Over the years, I’ve learned a few things about websites and web development. (For a warts-and-all walk down my site’s memory lane, click here.)
In the process, I’ve learned a few things about choosing a developer. I have picked great ones, average ones, and even one truly terrible one. What’s more, I’ve been on the other side of the aisle before getting out. In this post, I’ll provide a few tips for choosing a web developer.
View Existing Portfolios
Any developer worth his or her salt will post previous sites for all the world to see. Show me, don’t tell me.
With a few clicks, you should be able to get a feel for your prospective developer’s style and sense of design. Also, see if those sites load quickly and look good on mobile devices, two increasingly key attributes today.
Google’s PageSpeed Insights and Responsinator are great tools for these purposes, respectively. Note, however, that sometimes developers’ portfolios aren’t comprehensive for several reasons. First, some clients will insist that their developer remain anonymous. Beyond that, some people fail to maintain their sites after the initial launch, making them eyesores that don’t necessarily reflect the developer’s original vision. Who can fault a developer from omitting something like this from a portfolio page?

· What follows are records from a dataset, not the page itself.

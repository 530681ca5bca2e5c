//! Snapshot reconciliation against the in-memory store.

mod common;

use chrono::{DateTime, Duration, Utc};
use common::{goal, kickoff, occurrence};
use fixture_sync::adapters::MemoryStore;
use fixture_sync::config::ReconcilerConfig;
use fixture_sync::engine::{RaceGuard, SnapshotReconciler, WriterRole};
use std::sync::Arc;

fn at(mins: i64) -> DateTime<Utc> {
    kickoff() + Duration::minutes(mins)
}

fn live_reconciler(store: &Arc<MemoryStore>) -> SnapshotReconciler<MemoryStore> {
    SnapshotReconciler::new(
        Arc::clone(store),
        RaceGuard::new(WriterRole::Live),
        &ReconcilerConfig::default(),
    )
}

#[tokio::test]
async fn test_same_snapshot_twice_changes_nothing() {
    let store = Arc::new(MemoryStore::new());
    let reconciler = live_reconciler(&store);
    let snapshot = vec![
        goal("P1", 4, 10, "A. Scorer", &["B. Helper"]),
        occurrence("penalty", "P1", 9, 20, "C. Sinner", &[]),
        occurrence("shot", "P2", 2, 10, "A. Scorer", &[]),
    ];

    let first = reconciler.reconcile(1, &snapshot, at(10)).await.unwrap();
    assert_eq!(first.inserted, 3);
    let stored = store.records_of(1);

    let second = reconciler.reconcile(1, &snapshot, at(11)).await.unwrap();
    assert_eq!(second.inserted, 0);
    assert_eq!(second.updated, 0);
    assert_eq!(second.deleted, 0);
    assert_eq!(second.unchanged, 3);
    assert!(!second.changed());
    assert_eq!(store.records_of(1), stored);
}

#[tokio::test]
async fn test_late_assists_update_the_same_record() {
    let store = Arc::new(MemoryStore::new());
    let reconciler = live_reconciler(&store);

    reconciler
        .reconcile(1, &[goal("P1", 4, 10, "A. Scorer", &[])], at(5))
        .await
        .unwrap();
    let first_seen = store.records_of(1)[0].first_seen_at;

    let outcome = reconciler
        .reconcile(1, &[goal("P1", 4, 10, "A. Scorer", &["B. Helper", "C. Helper"])], at(6))
        .await
        .unwrap();
    assert_eq!(outcome.updated, 1);
    assert_eq!(outcome.inserted, 0);

    // A later snapshot dropping one assist does not shrink the list
    let outcome = reconciler
        .reconcile(1, &[goal("P1", 4, 10, "A. Scorer", &["B. Helper"])], at(7))
        .await
        .unwrap();
    assert_eq!(outcome.unchanged, 1);

    let records = store.records_of(1);
    assert_eq!(records.len(), 1);
    assert_eq!(records[0].assists, vec!["B. Helper", "C. Helper"]);
    assert_eq!(records[0].first_seen_at, first_seen);
}

#[tokio::test]
async fn test_retracted_volatile_record_is_deleted() {
    let store = Arc::new(MemoryStore::new());
    let reconciler = live_reconciler(&store);
    let kept = goal("P1", 4, 10, "A. Scorer", &[]);
    let disallowed = goal("P1", 12, 20, "D. Offside", &[]);
    let shot = occurrence("shot", "P1", 12, 20, "D. Offside", &[]);

    reconciler
        .reconcile(1, &[kept.clone(), disallowed, shot.clone()], at(15))
        .await
        .unwrap();
    assert_eq!(store.records_of(1).len(), 3);

    // The goal at 12' was overturned; the shot is not volatile and stays
    let outcome = reconciler.reconcile(1, &[kept], at(16)).await.unwrap();
    assert_eq!(outcome.deleted, 1);

    let kinds: Vec<(String, Option<i32>)> = store
        .records_of(1)
        .into_iter()
        .map(|r| (r.kind, r.time_offset))
        .collect();
    assert_eq!(kinds.len(), 2);
    assert!(kinds.contains(&("goal".to_string(), Some(4))));
    assert!(kinds.contains(&("shot".to_string(), Some(12))));
}

#[tokio::test]
async fn test_empty_snapshot_keeps_records_by_default() {
    let store = Arc::new(MemoryStore::new());
    let reconciler = live_reconciler(&store);
    reconciler
        .reconcile(1, &[goal("P1", 4, 10, "A. Scorer", &[])], at(5))
        .await
        .unwrap();

    let outcome = reconciler.reconcile(1, &[], at(6)).await.unwrap();
    assert_eq!(outcome.deleted, 0);
    assert_eq!(store.records_of(1).len(), 1);
}

#[tokio::test]
async fn test_empty_snapshot_purges_when_configured() {
    let store = Arc::new(MemoryStore::new());
    let reconciler = SnapshotReconciler::new(
        Arc::clone(&store),
        RaceGuard::new(WriterRole::Live),
        &ReconcilerConfig {
            purge_on_empty_snapshot: true,
            ..ReconcilerConfig::default()
        },
    );
    reconciler
        .reconcile(
            1,
            &[
                goal("P1", 4, 10, "A. Scorer", &[]),
                occurrence("shot", "P1", 5, 10, "A. Scorer", &[]),
            ],
            at(5),
        )
        .await
        .unwrap();

    let outcome = reconciler.reconcile(1, &[], at(6)).await.unwrap();
    assert_eq!(outcome.deleted, 1);
    assert_eq!(store.records_of(1)[0].kind, "shot");
}

#[tokio::test]
async fn test_identical_occurrences_are_kept_apart() {
    let store = Arc::new(MemoryStore::new());
    let reconciler = live_reconciler(&store);
    let twin = occurrence("penalty", "P2", 7, 10, "E. Twin", &[]);

    let outcome = reconciler
        .reconcile(1, &[twin.clone(), twin.clone()], at(30))
        .await
        .unwrap();
    assert_eq!(outcome.inserted, 2);

    // One of the twins is retracted
    let outcome = reconciler.reconcile(1, &[twin], at(31)).await.unwrap();
    assert_eq!(outcome.deleted, 1);
    assert_eq!(store.records_of(1).len(), 1);
}

#[tokio::test]
async fn test_records_are_ordered_by_period_then_minute() {
    let store = Arc::new(MemoryStore::new());
    let reconciler = live_reconciler(&store);
    reconciler
        .reconcile(
            1,
            &[
                goal("OT", 2, 10, "F. Late", &[]),
                goal("P2", 15, 20, "G. Mid", &[]),
                goal("P1", 18, 10, "H. Early", &[]),
                goal("P2", 3, 10, "I. Mid", &[]),
            ],
            at(90),
        )
        .await
        .unwrap();

    let order: Vec<(String, Option<i32>)> = store
        .records_of(1)
        .into_iter()
        .map(|r| (r.period, r.time_offset))
        .collect();
    assert_eq!(
        order,
        vec![
            ("P1".to_string(), Some(18)),
            ("P2".to_string(), Some(3)),
            ("P2".to_string(), Some(15)),
            ("OT".to_string(), Some(2)),
        ]
    );
}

Brass tacks: If you find a single site in a developer’s portfolio ugly, then you shouldn’t necessarily blame the developer. If all sites are slow, grotesque, overly busy, and/or dated, though, then you should probably keep looking.
Have They Worked With Your CMS Before?
No developer knows everything about web development. There’s always a learning curve. The question is: How steep is it? A Drupal or Joomla specialist may be able to pick up WordPress fairly quickly, but expect the process to require more development time and money if you go that route. Remember that major differences exist among mainstream content management systems, and even the best WordPress specialists need time to learn the nuances of different themes.

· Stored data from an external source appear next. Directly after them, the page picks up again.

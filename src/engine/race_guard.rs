//! Role-tagged write contract between the live poller and secondary writers.
//!
//! Advisory only: a secondary writer checks the stored phase immediately
//! before mutating sub-records and backs off while the entity is LIVE.

use crate::domain::{CanonicalPhase, Entity};
use serde::Deserialize;
use std::str::FromStr;

#[derive(Debug, Clone, Copy, Default, PartialEq, Eq, Hash, Deserialize)]
#[serde(rename_all = "lowercase")]
pub enum WriterRole {
    /// The live poller; owns sub-records while an entity is in play
    #[default]
    Live,
    /// Explicit id backfill
    Backfill,
    /// Periodic reconciliation sweep
    Sweep,
}

impl WriterRole {
    pub fn as_str(&self) -> &'static str {
        match self {
            WriterRole::Live => "live",
            WriterRole::Backfill => "backfill",
            WriterRole::Sweep => "sweep",
        }
    }

    pub fn is_secondary(&self) -> bool {
        !matches!(self, WriterRole::Live)
    }
}

impl std::fmt::Display for WriterRole {
    fn fmt(&self, f: &mut std::fmt::Formatter<'_>) -> std::fmt::Result {
        write!(f, "{}", self.as_str())
    }
}

impl FromStr for WriterRole {
    type Err = String;

    fn from_str(s: &str) -> Result<Self, Self::Err> {
        match s.trim().to_ascii_lowercase().as_str() {
            "live" => Ok(WriterRole::Live),
            "backfill" => Ok(WriterRole::Backfill),
            "sweep" => Ok(WriterRole::Sweep),
            other => Err(format!("unknown writer role: {other}")),
        }
    }
}

#[derive(Debug, Clone, Copy, PartialEq, Eq)]
pub enum GuardDecision {
    Write,
    /// Entity is live and owned by the live poller
    Skip,
}

#[derive(Debug, Clone, Copy)]
pub struct RaceGuard {
    role: WriterRole,
}

impl RaceGuard {
    pub fn new(role: WriterRole) -> Self {
        Self { role }
    }

    pub fn role(&self) -> WriterRole {
        self.role
    }

    /// Decide for the entity as currently stored. Unknown entities are writable.
    pub fn check(&self, stored: Option<&Entity>) -> GuardDecision {
        match stored {
            Some(entity) if self.role.is_secondary() && entity.phase == CanonicalPhase::Live => {
                GuardDecision::Skip
            }
            _ => GuardDecision::Write,
        }
    }
}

This one is a no-brainer. Once you have narrowed down your choices, keep doing your due diligence. People invent references more frequently than you think. If Walt’s effusive praise of Developer X seems too good to be true, then see if Walt even exists on LinkedIn or other social networks. Find out and try to talk to him for five minutes. One major red flag: Although no one bats 1.000, I’d stay away from an ostensibly skilled and experienced developer who lacks any proper references.
New developers are a different story, though.
Look For Social Proof
If all sites are grotesque and dated, then keep looking.
About a year ago, I moved to Divi, a premium WordPress theme from Elegant Themes. A few weeks later, I joined its remarkable Facebook Group. In that time, I realized that several developers routinely posted tutorials, answered questions, and provided general tips.
When it was time for an upgrade and my previous developer was busy, I hired Geno Quiroz of Monterey Premier with an insanely high degree of confidence. Why? Two reasons. First, he had already proven his development and design chops many times to others in the group. Second, I had already kicked his tires, meaning I hired him to perform a relatively small task for my site and he did very well.
Ultimately, there’s no surefire way to pick the “right” or “perfect” developer. What’s more, as I know all too well, sometimes knowledgeable, honest, and talented people just don’t click with each other. Still, heed the advice in this post to reduce the odds that you’re disappointed.